Former Imam of Masjid al-Haram (1954–2005)

Ali Abdullah Saleh Ali Jaber Al-Saeedi (Note: علي عبد الله صالح علي جابر السعيدي) (August 1954 – 14 December 2005) was a Saudi Arabian Quran reciter, imam and an Islamic scholar. He served as an Imam of the Masjid al-Haram in Mecca, Saudi Arabia and as a lecturer in comparative jurisprudence in the department of Islamic studies at King Abdulaziz University, Jeddah. He was recognised for his distinctive and melodic Quran recitation.

== Personal life ==

=== Birth and early life ===
Ali Jaber was born in August 1954 (Note: Corresponding to Dhu al-Hijjah 1373 AH) in Jeddah, Saudi Arabia, along with his twin brother Salem. At the age of 5, he and his family moved from Jeddah to Medina, where he began learning the Quran. His father, Abdullah ibn Saleh, died in Medina when Ali Jaber was 11 years old.

=== Education ===

==== Early education ====
Ali Jaber began his Quran studies under the supervision of Rahmatullah Qari in Princess Munira bint Abdul Rahman Mosque. He was later nominated to memorize the entire Quran under the guidance of Sheikh Khalil Al-Qari, at the Charitable Society for the Memorization of the Holy Quran in Medina, where he learned Tajwid (Quranic phonetics). During this period, he became acquainted with Muhammad Ayyub, who would later become an imam of the Prophet's Mosque.

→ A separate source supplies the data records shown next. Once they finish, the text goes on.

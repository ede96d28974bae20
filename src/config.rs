//! 設定ファイル管理モジュール
//!
//! TOMLから設定を読み込み、ルールファイル・スキルディレクトリの場所や
//! コンテキスト収集・マッチングの上限値を型安全に提供します。

use anyhow::{Context, Result};
use serde::Deserialize;
use std::path::{Path, PathBuf};

use crate::error::RuleError;
use crate::rules::{PatternOptions, RuleStore};

/// プロジェクト内の設定ファイルの既定位置
pub const PROJECT_CONFIG_FILE: &str = ".claude/skill-activator.toml";

/// アプリケーション全体の設定
#[derive(Debug, Clone, Deserialize, Default)]
pub struct Config {
    /// ルールファイル設定
    #[serde(default)]
    pub rules: RulesConfig,
    /// スキル本文の設定
    #[serde(default)]
    pub skills: SkillsConfig,
    /// コンテキスト収集設定
    #[serde(default)]
    pub context: ContextConfig,
    /// マッチング設定
    #[serde(default)]
    pub matcher: MatcherConfig,
}

/// ルールファイル設定
#[derive(Debug, Clone, Deserialize)]
pub struct RulesConfig {
    /// プロジェクトのルールファイル（プロジェクトルートからの相対パス可）
    #[serde(default = "default_rules_path")]
    pub path: PathBuf,
    /// ユーザー共通のルールファイル（オプション、`~/` 展開あり）
    pub user_path: Option<PathBuf>,
}

/// スキル設定
#[derive(Debug, Clone, Deserialize)]
pub struct SkillsConfig {
    /// スキル本文のディレクトリ（`<dir>/<name>/SKILL.md` または `<dir>/<name>.md`）
    #[serde(default = "default_skills_dir")]
    pub dir: PathBuf,
}

/// コンテキスト収集設定
#[derive(Debug, Clone, Deserialize)]
pub struct ContextConfig {
    /// 対象とするファイル数の上限
    #[serde(default = "default_max_files")]
    pub max_files: usize,
    /// 1ファイルあたりのサイズ上限（バイト）
    #[serde(default = "default_max_file_bytes")]
    pub max_file_bytes: u64,
    /// プロンプト中で言及されたファイルを読み込むか
    #[serde(default = "default_scan_prompt_paths")]
    pub scan_prompt_paths: bool,
}

/// マッチング設定
#[derive(Debug, Clone, Deserialize)]
pub struct MatcherConfig {
    /// 正規表現のコンパイル後サイズ上限（バイト）
    #[serde(default = "default_regex_size_limit")]
    pub regex_size_limit: usize,
    /// コンテンツパターンで検索する先頭バイト数
    #[serde(default = "default_max_content_bytes")]
    pub max_content_bytes: usize,
}

// デフォルト値を返す関数群
fn default_rules_path() -> PathBuf {
    PathBuf::from(".claude/skills/skill-rules.json")
}

fn default_skills_dir() -> PathBuf {
    PathBuf::from(".claude/skills")
}

fn default_max_files() -> usize {
    64
}

fn default_max_file_bytes() -> u64 {
    1024 * 1024 // 1MiB
}

fn default_scan_prompt_paths() -> bool {
    true
}

fn default_regex_size_limit() -> usize {
    crate::rules::pattern::DEFAULT_REGEX_SIZE_LIMIT
}

fn default_max_content_bytes() -> usize {
    crate::matcher::trigger::DEFAULT_MAX_CONTENT_BYTES
}

impl Default for RulesConfig {
    fn default() -> Self {
        Self {
            path: default_rules_path(),
            user_path: None,
        }
    }
}

impl Default for SkillsConfig {
    fn default() -> Self {
        Self {
            dir: default_skills_dir(),
        }
    }
}

impl Default for ContextConfig {
    fn default() -> Self {
        Self {
            max_files: default_max_files(),
            max_file_bytes: default_max_file_bytes(),
            scan_prompt_paths: default_scan_prompt_paths(),
        }
    }
}

impl Default for MatcherConfig {
    fn default() -> Self {
        Self {
            regex_size_limit: default_regex_size_limit(),
            max_content_bytes: default_max_content_bytes(),
        }
    }
}

const DEFAULT_CONFIG_CONTENT: &str = r#"# skill-activator default configuration

[rules]
path = ".claude/skills/skill-rules.json"
# user_path = "~/.claude/skills/skill-rules.json"

[skills]
dir = ".claude/skills"

[context]
max_files = 64
max_file_bytes = 1048576   # bytes
scan_prompt_paths = true

[matcher]
regex_size_limit = 1048576 # bytes
max_content_bytes = 1048576 # bytes
"#;

impl Config {
    /// TOMLファイルから設定を読み込む
    pub fn load_from_file<P: AsRef<Path>>(path: P) -> Result<Self> {
        let path = path.as_ref();
        let content = std::fs::read_to_string(path)
            .with_context(|| format!("Failed to read config file: {}", path.display()))?;

        Self::parse(&content)
    }

    /// TOML文字列から設定をパース
    pub fn parse(content: &str) -> Result<Self> {
        toml::from_str(content).context("Failed to parse TOML config")
    }

    /// 設定ファイルパスを探索
    ///
    /// 優先順位: 環境変数 > プロジェクト内 > ホームディレクトリ
    pub fn find_config_path(project_root: &Path) -> Option<PathBuf> {
        if let Ok(config_path) = std::env::var("SKILL_ACTIVATOR_CONFIG") {
            return Some(PathBuf::from(config_path));
        }

        let project_config = project_root.join(PROJECT_CONFIG_FILE);
        if project_config.exists() {
            return Some(project_config);
        }

        if let Some(home) = dirs::home_dir() {
            let home_config = home.join(".skill-activator").join("config.toml");
            if home_config.exists() {
                return Some(home_config);
            }
        }

        None
    }

    /// 探索した設定ファイルから読み込み（見つからなければデフォルト）
    pub fn load_default(project_root: &Path) -> Result<Self> {
        match Self::find_config_path(project_root) {
            Some(path) => {
                tracing::info!("Using config file: {}", path.display());
                Self::load_from_file(&path)
            }
            None => {
                tracing::debug!("No config file found, using defaults");
                Ok(Self::default())
            }
        }
    }

    /// デフォルト設定ファイルを書き出す
    pub fn write_default(path: &Path) -> Result<()> {
        if let Some(parent) = path.parent() {
            if !parent.as_os_str().is_empty() {
                std::fs::create_dir_all(parent).with_context(|| {
                    format!("Failed to create config directory: {}", parent.display())
                })?;
            }
        }

        std::fs::write(path, DEFAULT_CONFIG_CONTENT)
            .with_context(|| format!("Failed to write config file: {}", path.display()))?;

        Ok(())
    }

    /// プロジェクトのルールファイルの絶対パス
    pub fn rules_path(&self, project_root: &Path) -> PathBuf {
        resolve_path(&self.rules.path, project_root)
    }

    /// ユーザー共通ルールファイルの絶対パス
    pub fn user_rules_path(&self, project_root: &Path) -> Option<PathBuf> {
        self.rules
            .user_path
            .as_ref()
            .map(|p| resolve_path(p, project_root))
    }

    /// スキルディレクトリの絶対パス
    pub fn skills_dir(&self, project_root: &Path) -> PathBuf {
        resolve_path(&self.skills.dir, project_root)
    }

    pub fn pattern_options(&self) -> PatternOptions {
        PatternOptions {
            regex_size_limit: self.matcher.regex_size_limit,
        }
    }

    /// ユーザー共通ルールとプロジェクトルールを読み込んで連結
    ///
    /// ユーザー共通ルールが先、プロジェクトルールが後。両方にある名前は重複エラー。
    /// 既定位置のプロジェクトルールがなければ空として扱うが、`explicit_rules`
    /// で明示されたファイルがない場合はエラー。
    pub fn load_rules(
        &self,
        project_root: &Path,
        explicit_rules: Option<&Path>,
    ) -> std::result::Result<RuleStore, RuleError> {
        let options = self.pattern_options();
        let mut store = RuleStore::default();

        if let Some(user_path) = self.user_rules_path(project_root) {
            if user_path.exists() {
                store = RuleStore::load_from_file(&user_path, &options)?;
            } else {
                tracing::debug!("User rule file not found: {}", user_path.display());
            }
        }

        let project_rules = match explicit_rules {
            Some(path) => Some(RuleStore::load_from_file(path, &options)?),
            None => {
                let path = self.rules_path(project_root);
                match RuleStore::load_from_file(&path, &options) {
                    Ok(rules) => Some(rules),
                    Err(RuleError::Io { source, .. })
                        if source.kind() == std::io::ErrorKind::NotFound =>
                    {
                        tracing::warn!("No rule file at {}, no skills will activate", path.display());
                        None
                    }
                    Err(e) => return Err(e),
                }
            }
        };

        match project_rules {
            Some(rules) => store.merge(rules),
            None => Ok(store),
        }
    }
}

/// `~/` をホームディレクトリに展開し、相対パスはプロジェクトルート基準にする
fn resolve_path(path: &Path, project_root: &Path) -> PathBuf {
    if let Ok(rest) = path.strip_prefix("~") {
        if let Some(home) = dirs::home_dir() {
            return home.join(rest);
        }
    }
    if path.is_absolute() {
        path.to_path_buf()
    } else {
        project_root.join(path)
    }
}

==== Postgraduate education ====
After obtaining his first university degree, Ali Jaber pursued postgraduate studies at the Higher Institute of the Judiciary, in Riyadh, affiliated with Imam Muhammad bin Saud Islamic University, he enrolled in the Master's program in the academic year 1396-1397 AH.

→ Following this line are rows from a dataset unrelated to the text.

use serde::Deserialize;
use std::path::{Path, PathBuf};

use crate::error::ContentLookupError;

/// スキルのメタデータ（YAML frontmatter）
#[derive(Debug, Clone, Default, Deserialize)]
pub struct SkillMetadata {
    /// スキル名
    #[serde(default)]
    pub name: Option<String>,
    /// 説明
    #[serde(default)]
    pub description: String,
}

/// スキル本文ファイル
#[derive(Debug, Clone)]
pub struct SkillDocument {
    pub metadata: SkillMetadata,
    /// frontmatterを除いた本文（Markdown）
    pub body: String,
    pub path: PathBuf,
}

impl SkillDocument {
    /// ファイル内容をパース
    pub fn parse(content: &str, path: &Path) -> Result<Self, ContentLookupError> {
        let (metadata, body) = Self::extract_frontmatter(content, path)?;
        Ok(Self {
            metadata,
            body,
            path: path.to_path_buf(),
        })
    }

    /// frontmatter（---で囲まれた部分）を抽出
    fn extract_frontmatter(
        content: &str,
        path: &Path,
    ) -> Result<(SkillMetadata, String), ContentLookupError> {
        let content = content.trim();

        if !content.starts_with("---") {
            // frontmatterがない場合は全体が本文
            return Ok((SkillMetadata::default(), content.to_string()));
        }

        // 2つ目の---を探す
        let rest = &content[3..];
        if let Some(end_pos) = rest.find("\n---") {
            let yaml_content = rest[..end_pos].trim();
            let body = rest[end_pos + 4..].trim();

            let metadata = if yaml_content.is_empty() {
                SkillMetadata::default()
            } else {
                serde_yaml::from_str(yaml_content).map_err(|e| {
                    ContentLookupError::InvalidFrontmatter {
                        path: path.to_path_buf(),
                        message: e.to_string(),
                    }
                })?
            };
            Ok((metadata, body.to_string()))
        } else {
            Err(ContentLookupError::InvalidFrontmatter {
                path: path.to_path_buf(),
                message: "missing closing ---".to_string(),
            })
        }
    }
}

He completed his master's degree with distinction, presenting a thesis the Department of Comparative Jurisprudence titled:
 (فقه عبد الله بن عمر ما وأثره في مدرسة المدينة) in the Comparative Jurisprudence Department.
He later earned his doctorate in 1987, with a thesis titled:
 (فقه القاسم بن محمد بن أبي بكر الصديق موازناً بفقه أشهر المجتهدين).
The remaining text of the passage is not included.